#### ENTRIES SHOWN
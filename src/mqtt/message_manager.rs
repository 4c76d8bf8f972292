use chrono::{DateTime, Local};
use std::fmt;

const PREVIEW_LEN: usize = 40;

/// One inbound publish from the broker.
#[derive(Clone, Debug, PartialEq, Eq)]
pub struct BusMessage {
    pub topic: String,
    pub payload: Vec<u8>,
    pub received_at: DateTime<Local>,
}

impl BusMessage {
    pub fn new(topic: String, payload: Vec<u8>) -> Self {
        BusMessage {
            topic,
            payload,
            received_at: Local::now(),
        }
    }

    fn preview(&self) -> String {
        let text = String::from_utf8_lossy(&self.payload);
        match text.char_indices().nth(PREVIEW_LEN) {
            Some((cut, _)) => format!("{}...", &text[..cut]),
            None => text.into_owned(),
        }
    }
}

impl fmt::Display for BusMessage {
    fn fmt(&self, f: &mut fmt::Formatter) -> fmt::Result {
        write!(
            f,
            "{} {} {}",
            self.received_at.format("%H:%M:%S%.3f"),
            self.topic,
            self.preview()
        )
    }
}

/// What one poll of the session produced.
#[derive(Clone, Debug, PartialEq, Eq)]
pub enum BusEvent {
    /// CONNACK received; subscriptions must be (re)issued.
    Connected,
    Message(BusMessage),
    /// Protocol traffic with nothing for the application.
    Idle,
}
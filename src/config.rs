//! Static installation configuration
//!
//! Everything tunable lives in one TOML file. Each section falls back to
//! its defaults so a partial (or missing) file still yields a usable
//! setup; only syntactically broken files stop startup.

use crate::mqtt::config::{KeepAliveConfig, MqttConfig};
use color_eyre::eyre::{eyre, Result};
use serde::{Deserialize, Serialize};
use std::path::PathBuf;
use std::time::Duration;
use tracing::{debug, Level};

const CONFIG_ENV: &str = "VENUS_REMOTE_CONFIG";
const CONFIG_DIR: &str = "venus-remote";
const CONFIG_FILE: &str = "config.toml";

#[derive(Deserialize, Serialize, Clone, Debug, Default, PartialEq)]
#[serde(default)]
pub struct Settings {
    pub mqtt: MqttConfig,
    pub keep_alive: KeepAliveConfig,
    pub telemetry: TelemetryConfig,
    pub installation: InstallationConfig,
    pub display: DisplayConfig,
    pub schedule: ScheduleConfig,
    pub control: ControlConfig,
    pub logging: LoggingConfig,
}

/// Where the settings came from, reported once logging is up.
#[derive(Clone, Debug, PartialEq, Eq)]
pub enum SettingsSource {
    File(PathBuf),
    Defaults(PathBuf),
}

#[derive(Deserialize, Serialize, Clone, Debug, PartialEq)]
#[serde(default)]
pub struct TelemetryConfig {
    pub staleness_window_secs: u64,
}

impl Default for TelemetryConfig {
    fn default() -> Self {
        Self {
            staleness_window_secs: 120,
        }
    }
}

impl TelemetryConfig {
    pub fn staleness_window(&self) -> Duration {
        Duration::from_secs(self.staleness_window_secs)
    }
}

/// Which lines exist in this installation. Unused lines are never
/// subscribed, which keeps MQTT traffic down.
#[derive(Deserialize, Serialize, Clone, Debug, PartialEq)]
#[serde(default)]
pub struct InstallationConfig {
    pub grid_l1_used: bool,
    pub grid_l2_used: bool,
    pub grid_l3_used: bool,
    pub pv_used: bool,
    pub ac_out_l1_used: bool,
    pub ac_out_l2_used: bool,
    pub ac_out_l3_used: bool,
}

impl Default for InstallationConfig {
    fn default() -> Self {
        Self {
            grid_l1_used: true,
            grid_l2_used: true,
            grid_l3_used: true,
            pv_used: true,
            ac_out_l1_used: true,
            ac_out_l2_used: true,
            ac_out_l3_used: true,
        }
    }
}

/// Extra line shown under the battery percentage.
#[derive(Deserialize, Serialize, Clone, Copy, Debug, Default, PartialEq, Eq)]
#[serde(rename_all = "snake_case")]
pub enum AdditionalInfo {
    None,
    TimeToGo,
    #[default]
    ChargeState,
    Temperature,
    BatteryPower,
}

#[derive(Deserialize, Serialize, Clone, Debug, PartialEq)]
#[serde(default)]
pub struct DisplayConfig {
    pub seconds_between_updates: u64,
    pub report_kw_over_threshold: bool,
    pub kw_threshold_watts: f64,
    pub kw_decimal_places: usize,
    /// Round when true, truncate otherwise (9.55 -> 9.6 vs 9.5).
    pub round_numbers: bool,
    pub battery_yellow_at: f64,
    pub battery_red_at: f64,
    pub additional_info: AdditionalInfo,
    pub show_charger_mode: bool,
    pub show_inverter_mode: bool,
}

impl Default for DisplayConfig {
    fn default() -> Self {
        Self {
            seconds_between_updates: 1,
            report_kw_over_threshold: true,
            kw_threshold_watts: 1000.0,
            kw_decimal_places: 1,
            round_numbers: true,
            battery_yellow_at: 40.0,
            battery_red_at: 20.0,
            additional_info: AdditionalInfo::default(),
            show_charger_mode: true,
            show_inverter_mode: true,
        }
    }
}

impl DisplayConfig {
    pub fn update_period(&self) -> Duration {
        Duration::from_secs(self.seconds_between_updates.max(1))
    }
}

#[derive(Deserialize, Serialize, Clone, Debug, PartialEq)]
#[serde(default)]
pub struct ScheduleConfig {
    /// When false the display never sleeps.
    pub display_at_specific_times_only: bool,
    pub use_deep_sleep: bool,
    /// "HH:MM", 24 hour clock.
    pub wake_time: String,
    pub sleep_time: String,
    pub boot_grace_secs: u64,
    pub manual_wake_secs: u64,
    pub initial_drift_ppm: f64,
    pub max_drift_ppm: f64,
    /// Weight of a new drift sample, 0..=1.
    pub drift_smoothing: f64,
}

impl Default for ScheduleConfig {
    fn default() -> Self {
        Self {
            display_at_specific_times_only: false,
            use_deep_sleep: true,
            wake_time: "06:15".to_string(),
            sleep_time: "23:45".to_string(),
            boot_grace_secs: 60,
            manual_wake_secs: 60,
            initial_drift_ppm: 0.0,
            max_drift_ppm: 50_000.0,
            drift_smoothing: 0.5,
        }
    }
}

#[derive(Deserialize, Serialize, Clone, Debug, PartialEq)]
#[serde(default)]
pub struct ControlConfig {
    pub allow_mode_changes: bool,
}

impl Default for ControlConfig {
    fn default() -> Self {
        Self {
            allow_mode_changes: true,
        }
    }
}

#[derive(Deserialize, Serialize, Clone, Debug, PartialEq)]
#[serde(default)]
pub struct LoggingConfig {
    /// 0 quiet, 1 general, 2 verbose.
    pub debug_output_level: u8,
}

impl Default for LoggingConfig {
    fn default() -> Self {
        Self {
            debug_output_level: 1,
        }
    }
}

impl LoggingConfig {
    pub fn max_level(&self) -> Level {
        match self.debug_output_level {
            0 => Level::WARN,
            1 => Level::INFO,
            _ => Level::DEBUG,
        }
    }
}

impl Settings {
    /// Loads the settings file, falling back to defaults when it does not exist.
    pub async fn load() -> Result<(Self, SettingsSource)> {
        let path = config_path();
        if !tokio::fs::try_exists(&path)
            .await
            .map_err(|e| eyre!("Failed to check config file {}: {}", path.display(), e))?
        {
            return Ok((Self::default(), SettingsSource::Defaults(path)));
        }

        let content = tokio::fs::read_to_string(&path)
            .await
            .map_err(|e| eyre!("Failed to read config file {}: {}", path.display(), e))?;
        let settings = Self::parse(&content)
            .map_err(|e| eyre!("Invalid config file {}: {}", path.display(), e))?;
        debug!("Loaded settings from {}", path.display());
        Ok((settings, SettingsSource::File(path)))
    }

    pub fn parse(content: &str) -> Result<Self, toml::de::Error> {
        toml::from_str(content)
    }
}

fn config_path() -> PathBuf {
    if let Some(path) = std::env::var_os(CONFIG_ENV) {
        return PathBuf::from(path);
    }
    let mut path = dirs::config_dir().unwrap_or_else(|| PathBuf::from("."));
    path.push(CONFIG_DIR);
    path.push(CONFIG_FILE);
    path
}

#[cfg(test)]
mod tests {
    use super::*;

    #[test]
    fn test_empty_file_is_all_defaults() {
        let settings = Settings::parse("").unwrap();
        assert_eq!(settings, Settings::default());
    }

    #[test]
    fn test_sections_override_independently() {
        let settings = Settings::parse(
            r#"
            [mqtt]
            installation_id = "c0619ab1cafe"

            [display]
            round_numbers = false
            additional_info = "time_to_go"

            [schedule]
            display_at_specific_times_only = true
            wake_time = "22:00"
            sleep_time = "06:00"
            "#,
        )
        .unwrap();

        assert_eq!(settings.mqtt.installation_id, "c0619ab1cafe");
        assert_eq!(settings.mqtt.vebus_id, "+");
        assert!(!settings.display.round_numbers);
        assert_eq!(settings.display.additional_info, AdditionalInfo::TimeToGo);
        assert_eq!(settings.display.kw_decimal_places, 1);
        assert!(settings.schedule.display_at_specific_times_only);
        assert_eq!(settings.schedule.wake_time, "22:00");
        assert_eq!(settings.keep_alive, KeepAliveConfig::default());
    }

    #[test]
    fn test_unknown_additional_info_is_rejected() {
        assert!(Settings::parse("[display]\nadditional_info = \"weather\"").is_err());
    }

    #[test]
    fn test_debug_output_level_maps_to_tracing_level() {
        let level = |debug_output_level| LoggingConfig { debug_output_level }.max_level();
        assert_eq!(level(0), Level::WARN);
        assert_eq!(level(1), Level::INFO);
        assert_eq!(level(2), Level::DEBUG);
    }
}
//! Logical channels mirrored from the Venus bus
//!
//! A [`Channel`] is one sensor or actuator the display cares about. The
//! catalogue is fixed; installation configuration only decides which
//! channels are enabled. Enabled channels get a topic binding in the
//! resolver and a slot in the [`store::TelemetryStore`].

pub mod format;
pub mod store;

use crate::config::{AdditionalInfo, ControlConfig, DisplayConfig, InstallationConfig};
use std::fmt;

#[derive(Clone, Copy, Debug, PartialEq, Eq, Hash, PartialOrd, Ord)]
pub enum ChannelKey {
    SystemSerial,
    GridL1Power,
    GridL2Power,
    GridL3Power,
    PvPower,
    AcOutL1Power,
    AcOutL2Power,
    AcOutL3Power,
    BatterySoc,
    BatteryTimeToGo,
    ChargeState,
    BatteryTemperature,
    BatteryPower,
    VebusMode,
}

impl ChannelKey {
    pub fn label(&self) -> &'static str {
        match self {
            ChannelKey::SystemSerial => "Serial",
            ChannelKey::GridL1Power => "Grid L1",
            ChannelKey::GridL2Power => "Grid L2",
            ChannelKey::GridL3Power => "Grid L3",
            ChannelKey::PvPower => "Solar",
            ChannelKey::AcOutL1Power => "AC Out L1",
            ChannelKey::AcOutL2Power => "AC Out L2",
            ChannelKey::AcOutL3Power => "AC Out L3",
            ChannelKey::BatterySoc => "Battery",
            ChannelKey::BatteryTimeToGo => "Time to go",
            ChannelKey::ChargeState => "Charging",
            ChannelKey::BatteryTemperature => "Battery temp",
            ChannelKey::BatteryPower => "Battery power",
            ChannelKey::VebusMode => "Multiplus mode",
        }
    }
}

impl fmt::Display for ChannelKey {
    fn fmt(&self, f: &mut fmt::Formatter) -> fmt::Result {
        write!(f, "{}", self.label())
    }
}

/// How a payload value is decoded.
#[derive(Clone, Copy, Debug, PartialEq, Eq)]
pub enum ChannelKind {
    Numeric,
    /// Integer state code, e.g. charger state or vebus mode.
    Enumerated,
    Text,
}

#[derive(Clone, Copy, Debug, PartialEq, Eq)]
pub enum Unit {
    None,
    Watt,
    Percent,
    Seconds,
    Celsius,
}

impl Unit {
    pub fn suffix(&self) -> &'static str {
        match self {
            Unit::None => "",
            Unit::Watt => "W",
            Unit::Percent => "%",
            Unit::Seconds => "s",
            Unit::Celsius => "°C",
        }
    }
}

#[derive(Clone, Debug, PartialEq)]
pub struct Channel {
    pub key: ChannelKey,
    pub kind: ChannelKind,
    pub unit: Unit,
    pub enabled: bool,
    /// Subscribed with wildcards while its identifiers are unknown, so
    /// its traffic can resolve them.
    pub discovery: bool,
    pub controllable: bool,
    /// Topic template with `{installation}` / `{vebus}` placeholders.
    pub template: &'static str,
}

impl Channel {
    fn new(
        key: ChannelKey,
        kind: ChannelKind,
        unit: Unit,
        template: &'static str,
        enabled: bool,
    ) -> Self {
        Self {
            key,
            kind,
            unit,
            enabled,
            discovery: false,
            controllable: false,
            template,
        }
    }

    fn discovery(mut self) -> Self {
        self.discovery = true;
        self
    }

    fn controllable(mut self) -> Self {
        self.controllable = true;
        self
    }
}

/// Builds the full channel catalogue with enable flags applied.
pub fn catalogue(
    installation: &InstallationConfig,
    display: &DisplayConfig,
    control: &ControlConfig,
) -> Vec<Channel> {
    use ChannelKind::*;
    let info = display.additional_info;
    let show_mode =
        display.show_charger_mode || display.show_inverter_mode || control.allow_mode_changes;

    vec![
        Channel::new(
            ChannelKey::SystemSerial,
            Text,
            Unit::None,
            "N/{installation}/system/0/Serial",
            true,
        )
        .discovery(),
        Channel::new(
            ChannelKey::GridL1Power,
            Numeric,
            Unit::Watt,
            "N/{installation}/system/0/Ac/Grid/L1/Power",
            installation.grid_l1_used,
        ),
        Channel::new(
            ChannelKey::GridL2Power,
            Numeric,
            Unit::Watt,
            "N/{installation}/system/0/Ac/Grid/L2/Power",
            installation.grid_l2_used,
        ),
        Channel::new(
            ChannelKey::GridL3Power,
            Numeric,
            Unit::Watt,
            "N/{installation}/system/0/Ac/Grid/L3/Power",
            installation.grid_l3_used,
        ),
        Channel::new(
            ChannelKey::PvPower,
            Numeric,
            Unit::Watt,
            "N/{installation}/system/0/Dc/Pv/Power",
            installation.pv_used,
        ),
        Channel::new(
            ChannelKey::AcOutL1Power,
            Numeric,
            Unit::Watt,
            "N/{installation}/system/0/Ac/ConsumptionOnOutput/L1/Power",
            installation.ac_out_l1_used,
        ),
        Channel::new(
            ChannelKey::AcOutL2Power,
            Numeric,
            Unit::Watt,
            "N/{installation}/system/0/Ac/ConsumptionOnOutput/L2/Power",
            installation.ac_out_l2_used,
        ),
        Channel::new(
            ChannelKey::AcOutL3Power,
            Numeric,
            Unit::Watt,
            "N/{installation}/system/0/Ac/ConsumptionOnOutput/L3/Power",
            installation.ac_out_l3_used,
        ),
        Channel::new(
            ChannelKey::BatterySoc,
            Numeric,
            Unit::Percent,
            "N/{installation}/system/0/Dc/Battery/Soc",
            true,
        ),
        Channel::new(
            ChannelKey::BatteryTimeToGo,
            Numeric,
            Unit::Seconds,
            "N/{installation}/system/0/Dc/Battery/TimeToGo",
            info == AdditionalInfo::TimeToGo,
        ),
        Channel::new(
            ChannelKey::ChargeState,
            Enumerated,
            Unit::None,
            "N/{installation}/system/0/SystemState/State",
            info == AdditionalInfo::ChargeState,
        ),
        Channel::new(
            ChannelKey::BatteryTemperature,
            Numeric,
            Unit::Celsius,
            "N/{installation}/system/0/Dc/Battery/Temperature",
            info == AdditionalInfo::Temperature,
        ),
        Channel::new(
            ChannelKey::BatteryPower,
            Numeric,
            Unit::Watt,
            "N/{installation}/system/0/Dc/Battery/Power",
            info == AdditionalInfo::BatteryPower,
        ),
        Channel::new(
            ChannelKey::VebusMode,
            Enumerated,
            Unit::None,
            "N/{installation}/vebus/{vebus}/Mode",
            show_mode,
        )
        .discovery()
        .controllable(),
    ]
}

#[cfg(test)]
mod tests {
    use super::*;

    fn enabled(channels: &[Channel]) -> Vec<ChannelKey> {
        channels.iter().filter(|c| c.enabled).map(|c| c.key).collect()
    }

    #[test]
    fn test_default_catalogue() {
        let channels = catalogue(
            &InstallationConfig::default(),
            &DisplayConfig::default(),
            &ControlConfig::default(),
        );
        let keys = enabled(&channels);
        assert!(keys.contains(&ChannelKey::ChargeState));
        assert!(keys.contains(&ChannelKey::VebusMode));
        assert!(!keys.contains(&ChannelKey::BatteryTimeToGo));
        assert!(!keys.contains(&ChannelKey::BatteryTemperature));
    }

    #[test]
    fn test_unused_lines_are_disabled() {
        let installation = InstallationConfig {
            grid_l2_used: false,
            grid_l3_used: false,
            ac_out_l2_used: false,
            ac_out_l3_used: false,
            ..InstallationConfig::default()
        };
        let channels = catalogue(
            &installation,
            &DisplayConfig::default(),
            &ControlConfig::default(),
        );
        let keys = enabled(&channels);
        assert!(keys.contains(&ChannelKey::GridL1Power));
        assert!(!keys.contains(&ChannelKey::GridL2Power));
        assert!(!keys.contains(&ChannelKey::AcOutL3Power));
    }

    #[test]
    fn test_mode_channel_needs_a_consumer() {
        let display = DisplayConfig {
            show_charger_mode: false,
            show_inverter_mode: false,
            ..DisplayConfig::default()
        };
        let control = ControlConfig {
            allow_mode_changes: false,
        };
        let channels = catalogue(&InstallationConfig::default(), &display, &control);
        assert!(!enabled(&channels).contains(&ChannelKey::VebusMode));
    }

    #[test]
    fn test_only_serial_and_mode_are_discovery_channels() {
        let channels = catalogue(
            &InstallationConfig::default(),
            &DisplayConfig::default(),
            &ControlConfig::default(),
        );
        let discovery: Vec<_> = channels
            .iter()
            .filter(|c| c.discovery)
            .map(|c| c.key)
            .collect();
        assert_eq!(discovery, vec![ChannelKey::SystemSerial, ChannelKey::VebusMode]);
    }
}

#### EXERCISE DESCRIPTION
Copy each line of the records above that carries the word "template".

#### TASK RESULT
    /// Topic template with `{installation}` / `{vebus}` placeholders.
    pub template: &'static str,
        template: &'static str,
            template,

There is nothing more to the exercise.